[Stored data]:
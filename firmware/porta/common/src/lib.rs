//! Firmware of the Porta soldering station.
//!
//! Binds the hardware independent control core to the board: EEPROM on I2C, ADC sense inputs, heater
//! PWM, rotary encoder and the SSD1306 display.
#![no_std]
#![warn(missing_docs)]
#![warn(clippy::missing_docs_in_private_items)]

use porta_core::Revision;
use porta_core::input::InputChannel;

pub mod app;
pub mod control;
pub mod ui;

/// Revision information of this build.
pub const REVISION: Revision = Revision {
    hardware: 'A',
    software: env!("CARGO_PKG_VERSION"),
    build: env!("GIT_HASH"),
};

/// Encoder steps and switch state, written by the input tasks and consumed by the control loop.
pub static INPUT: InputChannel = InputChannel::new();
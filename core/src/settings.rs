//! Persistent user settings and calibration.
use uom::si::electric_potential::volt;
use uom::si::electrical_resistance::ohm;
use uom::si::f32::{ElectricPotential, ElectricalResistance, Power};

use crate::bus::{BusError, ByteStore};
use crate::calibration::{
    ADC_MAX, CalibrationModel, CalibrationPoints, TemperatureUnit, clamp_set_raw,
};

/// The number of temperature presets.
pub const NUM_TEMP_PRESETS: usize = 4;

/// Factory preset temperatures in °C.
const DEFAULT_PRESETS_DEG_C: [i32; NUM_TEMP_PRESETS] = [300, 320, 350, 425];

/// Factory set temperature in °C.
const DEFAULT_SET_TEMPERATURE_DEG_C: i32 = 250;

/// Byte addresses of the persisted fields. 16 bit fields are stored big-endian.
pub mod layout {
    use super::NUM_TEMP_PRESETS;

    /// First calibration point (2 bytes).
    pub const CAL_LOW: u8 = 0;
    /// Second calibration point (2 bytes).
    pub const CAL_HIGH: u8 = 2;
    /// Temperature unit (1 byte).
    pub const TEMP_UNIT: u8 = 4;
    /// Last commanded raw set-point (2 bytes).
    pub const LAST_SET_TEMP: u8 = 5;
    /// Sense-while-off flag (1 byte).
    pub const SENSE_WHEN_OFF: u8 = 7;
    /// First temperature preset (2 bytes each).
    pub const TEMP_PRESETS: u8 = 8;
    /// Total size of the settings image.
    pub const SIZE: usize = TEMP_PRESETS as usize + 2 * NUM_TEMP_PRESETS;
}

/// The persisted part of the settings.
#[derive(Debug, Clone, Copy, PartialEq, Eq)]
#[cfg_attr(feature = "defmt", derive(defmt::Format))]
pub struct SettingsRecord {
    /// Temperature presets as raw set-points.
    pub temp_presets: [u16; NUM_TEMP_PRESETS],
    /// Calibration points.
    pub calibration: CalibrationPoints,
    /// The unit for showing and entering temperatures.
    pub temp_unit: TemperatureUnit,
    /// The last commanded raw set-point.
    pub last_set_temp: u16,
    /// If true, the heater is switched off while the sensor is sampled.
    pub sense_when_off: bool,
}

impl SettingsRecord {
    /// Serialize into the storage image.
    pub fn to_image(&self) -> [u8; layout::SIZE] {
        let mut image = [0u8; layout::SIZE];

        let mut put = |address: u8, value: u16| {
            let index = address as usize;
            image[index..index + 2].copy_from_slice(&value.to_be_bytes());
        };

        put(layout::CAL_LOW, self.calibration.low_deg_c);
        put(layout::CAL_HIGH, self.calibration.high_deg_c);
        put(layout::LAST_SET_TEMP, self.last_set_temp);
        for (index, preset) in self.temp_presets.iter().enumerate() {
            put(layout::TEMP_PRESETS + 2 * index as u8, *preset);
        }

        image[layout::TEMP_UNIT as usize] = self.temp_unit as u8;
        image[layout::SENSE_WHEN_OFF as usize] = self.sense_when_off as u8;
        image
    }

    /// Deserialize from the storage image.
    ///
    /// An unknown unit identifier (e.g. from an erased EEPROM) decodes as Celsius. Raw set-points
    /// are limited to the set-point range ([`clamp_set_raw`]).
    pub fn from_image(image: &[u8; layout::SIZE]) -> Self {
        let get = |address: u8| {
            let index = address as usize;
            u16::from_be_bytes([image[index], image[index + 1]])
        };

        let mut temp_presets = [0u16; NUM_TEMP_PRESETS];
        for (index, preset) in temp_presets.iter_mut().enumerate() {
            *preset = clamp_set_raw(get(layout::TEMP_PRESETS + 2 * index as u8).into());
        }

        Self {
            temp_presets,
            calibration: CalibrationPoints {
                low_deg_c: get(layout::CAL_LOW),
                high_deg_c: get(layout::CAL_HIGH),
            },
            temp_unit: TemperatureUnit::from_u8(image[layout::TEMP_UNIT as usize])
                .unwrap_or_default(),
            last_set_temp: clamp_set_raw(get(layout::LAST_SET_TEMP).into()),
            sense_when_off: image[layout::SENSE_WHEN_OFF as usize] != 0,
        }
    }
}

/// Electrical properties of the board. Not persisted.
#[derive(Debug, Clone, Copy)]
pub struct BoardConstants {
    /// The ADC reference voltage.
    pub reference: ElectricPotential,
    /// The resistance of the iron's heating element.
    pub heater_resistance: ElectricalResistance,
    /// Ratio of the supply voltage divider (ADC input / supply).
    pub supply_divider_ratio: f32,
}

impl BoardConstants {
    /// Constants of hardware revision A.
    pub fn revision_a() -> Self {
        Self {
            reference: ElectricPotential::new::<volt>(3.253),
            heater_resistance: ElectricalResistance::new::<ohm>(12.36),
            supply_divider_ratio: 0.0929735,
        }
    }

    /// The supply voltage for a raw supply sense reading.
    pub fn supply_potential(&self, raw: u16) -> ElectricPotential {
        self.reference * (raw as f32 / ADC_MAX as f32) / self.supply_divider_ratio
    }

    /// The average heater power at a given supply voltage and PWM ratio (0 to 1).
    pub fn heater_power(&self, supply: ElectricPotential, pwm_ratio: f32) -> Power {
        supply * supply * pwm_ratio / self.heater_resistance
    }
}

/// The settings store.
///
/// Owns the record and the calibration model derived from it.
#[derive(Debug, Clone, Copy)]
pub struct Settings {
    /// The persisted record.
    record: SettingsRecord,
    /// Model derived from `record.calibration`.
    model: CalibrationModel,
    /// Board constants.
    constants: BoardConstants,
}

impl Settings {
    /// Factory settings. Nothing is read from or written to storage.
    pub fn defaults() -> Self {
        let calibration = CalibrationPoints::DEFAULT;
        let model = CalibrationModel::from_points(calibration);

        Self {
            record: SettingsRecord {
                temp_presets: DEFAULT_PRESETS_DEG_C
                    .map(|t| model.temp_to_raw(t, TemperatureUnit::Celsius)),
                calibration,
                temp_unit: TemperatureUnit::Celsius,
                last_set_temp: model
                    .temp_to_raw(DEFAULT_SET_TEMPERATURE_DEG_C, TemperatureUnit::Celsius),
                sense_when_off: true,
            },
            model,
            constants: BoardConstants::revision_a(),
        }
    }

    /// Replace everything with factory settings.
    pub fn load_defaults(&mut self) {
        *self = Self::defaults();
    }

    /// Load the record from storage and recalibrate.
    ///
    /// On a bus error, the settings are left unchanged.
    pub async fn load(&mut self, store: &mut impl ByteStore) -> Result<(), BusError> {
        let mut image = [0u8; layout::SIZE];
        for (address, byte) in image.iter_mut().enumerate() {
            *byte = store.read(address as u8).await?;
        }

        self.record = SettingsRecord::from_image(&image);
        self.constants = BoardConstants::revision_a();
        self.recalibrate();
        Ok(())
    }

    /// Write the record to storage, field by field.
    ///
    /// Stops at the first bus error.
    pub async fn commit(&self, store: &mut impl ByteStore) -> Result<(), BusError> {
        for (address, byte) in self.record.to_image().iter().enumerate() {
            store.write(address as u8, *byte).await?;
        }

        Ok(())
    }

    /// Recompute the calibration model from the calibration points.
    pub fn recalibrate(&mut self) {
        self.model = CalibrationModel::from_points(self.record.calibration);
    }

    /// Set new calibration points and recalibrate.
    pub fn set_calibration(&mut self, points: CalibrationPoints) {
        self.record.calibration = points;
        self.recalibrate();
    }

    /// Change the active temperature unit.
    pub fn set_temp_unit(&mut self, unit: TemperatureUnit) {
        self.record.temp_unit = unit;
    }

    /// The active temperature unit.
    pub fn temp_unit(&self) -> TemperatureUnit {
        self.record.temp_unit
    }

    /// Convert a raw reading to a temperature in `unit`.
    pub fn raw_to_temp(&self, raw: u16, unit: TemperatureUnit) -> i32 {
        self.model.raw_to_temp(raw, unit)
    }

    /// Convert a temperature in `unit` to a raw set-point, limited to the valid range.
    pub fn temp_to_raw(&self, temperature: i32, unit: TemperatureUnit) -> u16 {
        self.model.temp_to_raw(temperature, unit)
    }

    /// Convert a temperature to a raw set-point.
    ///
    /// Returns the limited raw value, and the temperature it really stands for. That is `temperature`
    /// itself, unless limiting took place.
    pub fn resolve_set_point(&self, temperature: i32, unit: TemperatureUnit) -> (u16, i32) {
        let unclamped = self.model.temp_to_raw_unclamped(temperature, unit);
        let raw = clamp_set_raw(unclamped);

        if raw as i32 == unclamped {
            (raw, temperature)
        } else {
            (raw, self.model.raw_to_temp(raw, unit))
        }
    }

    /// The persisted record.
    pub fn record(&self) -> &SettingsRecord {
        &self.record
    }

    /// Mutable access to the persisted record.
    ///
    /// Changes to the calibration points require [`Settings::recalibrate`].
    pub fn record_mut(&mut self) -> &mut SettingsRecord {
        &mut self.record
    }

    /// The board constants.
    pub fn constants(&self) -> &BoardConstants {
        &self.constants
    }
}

[Your task]: Return every line from the entries above that includes the word "temperatures".

[Expected answer]:
/// Factory preset temperatures in °C.
    /// The unit for showing and entering temperatures.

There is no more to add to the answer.